VAPI ENTERPRISE LIMITED,

(Formerly Known as Vapi Paper Mills Limited )

The Directors have pleasure in presenting the 40th Annual Report of the Company together with Audited statement of Accounts for the year ended 31st March, 2014.

1. FINANCIAL RESULTS :

(Rupees in Lacs) 2013-14 2012-13

Net Sales and Other Income 108.37 95.51

Gross Profit / (Loss) 52.43 (132.59)

Less: Depreciation 14.85 14.89

Profit / (Loss) before Tax 37.58 (147.48)

Less : Provision for Income Tax - -

Deferred Tax - -

Net Profit / (Loss) After Tax 37.58 (147.48)

Less: Extra Ordinary Items (7.18) (20.34)

Net Profit / (Loss) After Tax & Extra Ordinary Items 30.40 (167.82)

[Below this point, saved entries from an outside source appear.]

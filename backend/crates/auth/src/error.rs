//! Auth Error Types
//!
//! Auth-specific error variants that integrate with the unified
//! `kernel::error::AppError` system.

use axum::http::StatusCode;
use axum::response::{IntoResponse, Response};
use kernel::error::{app_error::AppError, kind::ErrorKind};
use thiserror::Error;

/// Auth-specific result type alias
pub type AuthResult<T> = Result<T, AuthError>;

/// Auth-specific error variants
#[derive(Debug, Error)]
pub enum AuthError {
    /// Address is not a syntactically valid Ethereum address
    #[error("Invalid Ethereum address")]
    InvalidAddress,

    /// Signature malformed or recovered signer does not match
    #[error("Invalid signature")]
    InvalidSignature,

    /// Unknown wallet with auto-provisioning disabled
    #[error("User not found")]
    UserNotFound,

    /// No `auth_token` cookie on a protected request
    #[error("No token provided")]
    MissingToken,

    /// Bearer token failed signature or expiry checks
    #[error("Invalid token")]
    InvalidToken,

    /// CSRF cookie and header missing or different
    #[error("Invalid CSRF token")]
    InvalidCsrfToken,

    /// Database error
    #[error("Database error: {0}")]
    Database(#[from] sqlx::Error),

    /// Internal error
    #[error("Internal error: {0}")]
    Internal(String),
}

impl AuthError {
    /// Get the HTTP status code for this error
    pub fn status_code(&self) -> StatusCode {
        match self {
            AuthError::InvalidAddress => StatusCode::BAD_REQUEST,
            AuthError::InvalidSignature | AuthError::MissingToken | AuthError::InvalidToken => {
                StatusCode::UNAUTHORIZED
            }
            AuthError::InvalidCsrfToken => StatusCode::FORBIDDEN,
            AuthError::UserNotFound => StatusCode::NOT_FOUND,
            AuthError::Database(_) | AuthError::Internal(_) => StatusCode::INTERNAL_SERVER_ERROR,
        }
    }

    /// Get the ErrorKind for this error
    pub fn kind(&self) -> ErrorKind {
        match self {
            AuthError::InvalidAddress => ErrorKind::BadRequest,
            AuthError::InvalidSignature | AuthError::MissingToken | AuthError::InvalidToken => {
                ErrorKind::Unauthorized
            }
            AuthError::InvalidCsrfToken => ErrorKind::Forbidden,
            AuthError::UserNotFound => ErrorKind::NotFound,
            AuthError::Database(_) | AuthError::Internal(_) => ErrorKind::InternalServerError,
        }
    }

    /// Convert to AppError
    pub fn to_app_error(&self) -> AppError {
        AppError::new(self.kind(), self.to_string())
    }

    /// Log the error with appropriate level
    fn log(&self) {
        match self {
            AuthError::Database(e) => {
                tracing::error!(error = %e, "Auth database error");
            }
            AuthError::Internal(msg) => {
                tracing::error!(message = %msg, "Auth internal error");
            }
            AuthError::InvalidSignature => {
                tracing::warn!("Invalid signature attempt");
            }
            AuthError::InvalidCsrfToken => {
                tracing::warn!("CSRF token mismatch");
            }
            _ => {
                tracing::debug!(error = %self, "Auth error");
            }
        }
    }
}

impl IntoResponse for AuthError {
    fn into_response(self) -> Response {
        self.log();
        self.to_app_error().into_response()
    }
}

impl From<AppError> for AuthError {
    fn from(err: AppError) -> Self {
        AuthError::Internal(err.to_string())
    }
}

impl From<platform::token::TokenError> for AuthError {
    fn from(err: platform::token::TokenError) -> Self {
        match err {
            platform::token::TokenError::Encode(msg) => AuthError::Internal(msg),
            platform::token::TokenError::InvalidKey => {
                AuthError::Internal("Signing key rejected".to_string())
            }
            _ => AuthError::InvalidToken,
        }
    }
}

Add : Balance of Profit/(Loss) brought forward (1621.22) (1453.40)

Surplus available for Appropriations: (1590.82) (1621.22)

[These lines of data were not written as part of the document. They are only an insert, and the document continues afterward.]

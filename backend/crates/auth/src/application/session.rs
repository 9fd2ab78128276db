//! Session Issuance
//!
//! A session is a stateless HS256 token plus a random CSRF token. Each is
//! delivered twice: an HttpOnly cookie the server reads and a readable
//! mirror the browser app uses to know it is signed in.

use std::sync::Arc;

use platform::cookie::CookieConfig;
use platform::crypto::random_hex_token;
use platform::token::TokenSigner;
use serde::{Deserialize, Serialize};

use crate::application::config::AuthConfig;
use crate::domain::entity::user::User;
use crate::error::AuthResult;

pub const AUTH_TOKEN_COOKIE: &str = "auth_token";
pub const AUTH_TOKEN_CLIENT_COOKIE: &str = "auth_token_client";
pub const CSRF_TOKEN_COOKIE: &str = "csrf_token";
pub const CSRF_TOKEN_CLIENT_COOKIE: &str = "csrf_token_client";

/// Random bytes behind each CSRF token
const CSRF_TOKEN_BYTES: usize = 32;

/// Bearer token claims
#[derive(Debug, Clone, PartialEq, Eq, Serialize, Deserialize)]
#[serde(rename_all = "camelCase")]
pub struct SessionClaims {
    /// User ID (UUID string)
    pub id: String,
    pub wallet_address: String,
    pub iat: i64,
    pub exp: i64,
}

/// Token pair for one session, rendered as four `Set-Cookie` directives
#[derive(Debug, Clone)]
pub struct SessionCookies {
    pub auth_token: String,
    pub csrf_token: String,
}

impl SessionCookies {
    /// `auth_token`, `auth_token_client`, `csrf_token`, `csrf_token_client`
    pub fn set_cookie_directives(&self, config: &AuthConfig) -> [String; 4] {
        let max_age = config.session_ttl_secs();

        [
            cookie(config, AUTH_TOKEN_COOKIE, true)
                .max_age_secs(max_age)
                .build_set_cookie(&self.auth_token),
            cookie(config, AUTH_TOKEN_CLIENT_COOKIE, false)
                .max_age_secs(max_age)
                .build_set_cookie(&self.auth_token),
            cookie(config, CSRF_TOKEN_COOKIE, true)
                .max_age_secs(max_age)
                .build_set_cookie(&self.csrf_token),
            cookie(config, CSRF_TOKEN_CLIENT_COOKIE, false)
                .max_age_secs(max_age)
                .build_set_cookie(&self.csrf_token),
        ]
    }

    /// Expire all four cookies
    pub fn clear_directives(config: &AuthConfig) -> [String; 4] {
        [
            cookie(config, AUTH_TOKEN_COOKIE, true).build_delete_cookie(),
            cookie(config, AUTH_TOKEN_CLIENT_COOKIE, false).build_delete_cookie(),
            cookie(config, CSRF_TOKEN_COOKIE, true).build_delete_cookie(),
            cookie(config, CSRF_TOKEN_CLIENT_COOKIE, false).build_delete_cookie(),
        ]
    }
}

fn cookie(config: &AuthConfig, name: &str, http_only: bool) -> CookieConfig {
    CookieConfig::named(name)
        .http_only(http_only)
        .secure(config.cookie_secure)
        .same_site(config.cookie_same_site)
}

/// Issue session use case
pub struct IssueSessionUseCase {
    config: Arc<AuthConfig>,
}

impl IssueSessionUseCase {
    pub fn new(config: Arc<AuthConfig>) -> Self {
        Self { config }
    }

    pub fn execute(&self, user: &User) -> AuthResult<SessionCookies> {
        let now = chrono::Utc::now().timestamp();

        let claims = SessionClaims {
            id: user.user_id.to_string(),
            wallet_address: user.wallet_address.to_string(),
            iat: now,
            exp: now.saturating_add(self.config.session_ttl_secs()),
        };

        let auth_token = TokenSigner::new(self.config.jwt_secret.clone()).encode(&claims)?;

        Ok(SessionCookies {
            auth_token,
            csrf_token: random_hex_token(CSRF_TOKEN_BYTES),
        })
    }
}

Surplus / (Deficit) carried to Balance Sheet (1590.82) (1621.22)



2. DIVIDEND:

The Directors do not recommend any Dividend on Equity Shares for the year ended 31st March, 2014

3. OPERATIONS:

The Company has earned Net Revenue of Rs. 108.37 lacs during the year. The company has earned Net Profit of Rs. 30.39 lacs during the year. The cash profit from operations pertaining to current year mentioned above is Rs. 52.43 lacs.

The company and the management continue to look for opportunities to enter new businesses at the opportune time of the business cycle. As per the conservative policy of the company, the management will take value enhancing decisions at the appropriate time.

As the company is not presently engaged in any manufacturing operations, disclosures pursuant to section 217(1) (e) of the Companies Act, 1956 related to Conservation of Energy, Power and Fuel Consumption, Particulars with respect to Absorption, Adaption and Innovation, Foreign exchange Earnings and Outgo is not applicable and does not require any additional disclosures except that included in the notes to accounts.

4. FIXED DEPOSITS:

At the end of the financial year, there was no overdue Deposits.

5. DIRECTORS:

In accordance with the provisions of the Companies Act, 1956, Smt. Laxmiben J. Patel retires by rotation at the ensuring Annual General Meeting and being eligible, offer himself for re-appointment.

6. DIRECTORS'' RESPONSIBILITY STATEMENT:

Pursuant to Sub Section (2AA) of Section 217 of the Companies Act, 1956, the Board of Directors of the Company hereby state and confirm that:

i. In the preparation of the Annual Accounts, the applicable accounting standards had been followed along with proper explanation relating to material departures;

ii. The Directors have selected such accounting policies and applied them consistently and made judgments and estimates that are reasonable and prudent so as to give a true and fair view of the state of affairs of the Company at the end of the financial year and of the profit of the Company for that year;

iii. The Directors have taken proper and sufficient care for the maintenance of adequate accounting records in accordance with the provisions of the Companies Act, 1956 for safeguarding the assets of the Company and for preventing and detecting fraud and other irregularities;

iv. The Directors have prepared the annual accounts on a going concern basis.

7. INSURANCE:

The Insurable interest in all the properties of the company including buildings and other assets have been adequately insured considering the age, condition and useful life.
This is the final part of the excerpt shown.